When attaching an electronic device to a heat sink or heat spreader, it is critical to create good thermal contact to avoid high contact thermal resistances. To do so, thermal interface materials (TIMs) are often applied as intermediate layers between surfaces to improve the thermal pathway from where the heat is generated to where it’s rejected. Here, we’ll discuss the baseline thermal considerations of using TIMs, and why they start to become limiting at high power densities.
During attachment of a device and a heat sink, tiny pockets of air often get trapped due to the inherent roughness of each surface at the microscale. Since air has a low thermal conductivity (~0.0002W/cm-K), the tiny air pockets serve as an insulating layer, thereby inducing a large resistance for heat to flow from one surface to the next. To remedy this, TIMs are applied when mating surfaces. The goal is to fill those tiny pockets with something that has a higher conductivity than air to minimize the resistance for heat to flow. This is illustrated in the standard thermal stackup shown below:
However, even though TIMs allow much improved conduction between surfaces compared to air voids, they are not highly conductive overall. TIMs often have thermal conductivity values between 0.01-0.1W/cm-K, which are typically over 50x lower compared to the conductive metals that make up heat sinks, like copper at 4W/cm-K.
To quantify how this affects thermal resistance, we will look at the thermal resistance of a TIM per unit area, which can be quantified based on its thermal conductivity and thickness. Assuming perfect coverage and negligible contact resistance, a TIM with thickness of 0.1mm and thermal conductivity of 0.1W/cm-K results in:
To visualize the effect of the TIM at varying power levels, we can plot the temperature drop across the TIM as a function of device power density:
As shown in the semi log plot, for low power densities ~10W/cm^2, the effect of the TIM is negligible with only a ~1°C drop across the interface. However, in the case of a higher power density device, say around 500W/cm^2, the TIM can eat up over 50°C. Such a large drop across the TIM layer makes it very difficult to keep devices under their maximum allowable temperatures!
While there continues to be extensive research into new TIM materials and methodologies, even the most advanced TIMs are becoming prohibitive in high power density applications due to their limited thermal conductivity. Therefore, a different paradigm may be required to effectively cool high power density devices.
As one possible option, the figure below displays an instantiation of JetCool technology, where an ultra-high heat transfer coefficient fluid flow impinges directly on the electronic device. In this stackup, no TIMs or heat spreaders separate the fluid from the device, removing multiple layers of thermal resistance from the standard thermal stackup.
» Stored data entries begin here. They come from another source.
//! Orphan reconciliation: garbage collection for dead position references.
//!
//! A distribution is an orphan when its backing position is gone or closed
//! in the signal service but capital is still allocated to it. The dry-run
//! pass only reports; the apply pass liquidates remaining shares at the best
//! known price and removes the entry through the ordinary ledger commands.

use std::sync::Arc;
use tracing::{info, warn};
use uuid::Uuid;

use super::{LedgerService, ServiceError};
use crate::datasource::PositionSource;
use crate::domain::{Decimal, Distribution, Pool, PositionId, Symbol};

/// Why a distribution was classified as an orphan.
#[derive(Debug, Clone, Copy, PartialEq, Eq)]
pub enum OrphanReason {
    /// The signal service no longer knows the position.
    Missing,
    /// The signal service reports the position as closed.
    Closed,
}

impl OrphanReason {
    pub fn as_str(&self) -> &'static str {
        match self {
            OrphanReason::Missing => "missing",
            OrphanReason::Closed => "closed",
        }
    }
}

/// One orphaned distribution found by a scan.
#[derive(Debug, Clone, PartialEq, Eq)]
pub struct OrphanRecord {
    pub position_id: PositionId,
    pub symbol: Symbol,
    pub remaining_shares: Decimal,
    /// Price an apply pass would liquidate at: the source's last known
    /// price, falling back to the distribution's own mark.
    pub liquidation_price: Decimal,
    pub reason: OrphanReason,
}

/// A per-item failure during an apply pass. The batch continues past it.
#[derive(Debug, Clone)]
pub struct ReconcileFailure {
    pub position_id: PositionId,
    pub reason: String,
}

/// Summary of one reconciliation run.
#[derive(Debug, Clone)]
pub struct ReconcileReport {
    pub run_id: Uuid,
    pub pool: Pool,
    pub applied: bool,
    /// Active distributions examined.
    pub examined: usize,
    pub orphans: Vec<OrphanRecord>,
    /// Orphans successfully liquidated and removed (0 on dry runs).
    pub reconciled: usize,
    pub failed: Vec<ReconcileFailure>,
    /// Capital returned to available liquidity (0 on dry runs).
    pub freed: Decimal,
}

pub struct OrphanReconciler {
    source: Arc<dyn PositionSource>,
    ledgers: Arc<LedgerService>,
}

impl OrphanReconciler {
    pub fn new(source: Arc<dyn PositionSource>, ledgers: Arc<LedgerService>) -> Self {
        Self { source, ledgers }
    }

    /// Report orphans without mutating anything.
    pub async fn dry_run(&self, pool: Pool) -> Result<ReconcileReport, ServiceError> {
        let (examined, orphans) = self.scan(pool).await?;
        Ok(ReconcileReport {
            run_id: Uuid::new_v4(),
            pool,
            applied: false,
            examined,
            orphans,
            reconciled: 0,
            failed: Vec::new(),
            freed: Decimal::zero(),
        })
    }

    /// Liquidate and remove every orphan. Per-item failures are logged and
    /// collected; the batch always runs to completion.
    pub async fn apply(&self, pool: Pool) -> Result<ReconcileReport, ServiceError> {
        let run_id = Uuid::new_v4();
        let (examined, orphans) = self.scan(pool).await?;

        let mut reconciled = 0;
        let mut failed = Vec::new();
        let mut freed = Decimal::zero();

        for orphan in &orphans {
            match self.reconcile_one(pool, orphan).await {
                Ok(returned) => {
                    reconciled += 1;
                    freed += returned;
                }
                Err(e) => {
                    warn!(
                        "Reconciliation of position {} failed: {}",
                        orphan.position_id, e
                    );
                    failed.push(ReconcileFailure {
                        position_id: orphan.position_id.clone(),
                        reason: e.to_string(),
                    });
                }
            }
        }

        info!(
            "Reconciliation run {} for pool {}: {} orphans, {} reconciled, {} failed, {} freed",
            run_id,
            pool,
            orphans.len(),
            reconciled,
            failed.len(),
            freed
        );

        Ok(ReconcileReport {
            run_id,
            pool,
            applied: true,
            examined,
            orphans,
            reconciled,
            failed,
            freed,
        })
    }

    /// Classify every active distribution. Lookup failures are not orphans;
    /// they are logged and the distribution is left alone.
    async fn scan(&self, pool: Pool) -> Result<(usize, Vec<OrphanRecord>), ServiceError> {
        let ledger = self.ledgers.get(pool).await?;
        let active: Vec<Distribution> = ledger.active_distributions().cloned().collect();

        let mut orphans = Vec::new();
        for dist in &active {
            match self.source.fetch_position(&dist.position_id).await {
                Ok(None) => orphans.push(orphan_record(dist, None, OrphanReason::Missing)),
                Ok(Some(status)) if !status.is_open => {
                    orphans.push(orphan_record(dist, status.last_price, OrphanReason::Closed))
                }
                Ok(Some(_)) => {}
                Err(e) => {
                    warn!("Position lookup failed for {}: {}", dist.position_id, e);
                }
            }
        }

        Ok((active.len(), orphans))
    }

    async fn reconcile_one(
        &self,
        pool: Pool,
        orphan: &OrphanRecord,
    ) -> Result<Decimal, ServiceError> {
        let mut freed = Decimal::zero();

        if orphan.remaining_shares.is_positive() {
            let (_, outcome) = self
                .ledgers
                .sell(
                    pool,
                    &orphan.position_id,
                    orphan.remaining_shares,
                    orphan.liquidation_price,
                )
                .await?;
            freed += outcome.freed;
        }

        let (_, removed) = self.ledgers.remove(pool, &orphan.position_id).await?;
        freed += removed.freed;
        Ok(freed)
    }
}

fn orphan_record(
    dist: &Distribution,
    last_price: Option<Decimal>,
    reason: OrphanReason,
) -> OrphanRecord {
    OrphanRecord {
        position_id: dist.position_id.clone(),
        symbol: dist.symbol.clone(),
        remaining_shares: dist.remaining_shares(),
        liquidation_price: last_price.unwrap_or(dist.current_price),
        reason,
    }
}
This can be done at various stages of integration- whether at the package level as shown, or even down to the die level to bring the cooling as local to the heat generation as possible.
By bringing the fluid directly to the device surface, the thermal resistance of the TIM is removed, and the full device-fluid temperature difference can be utilized to remove heat. With typical device-fluid temperature differences between 25-150°C, heat transfer enhancements over 50% are not uncommon for power densities >500W/cm2 by obviating the TIM.
In summary, while TIMs offer a great solution to minimize contact resistance for many moderately powered devices, they are reaching their limits with an emerging class of electronics with high power density. Short of developments in TIMs that increase thermal conductivity by an order of magnitude or more, the newest class of high power density devices will benefit from new thermal architectures that bypass the TIMs and bring fluid directly to device surfaces.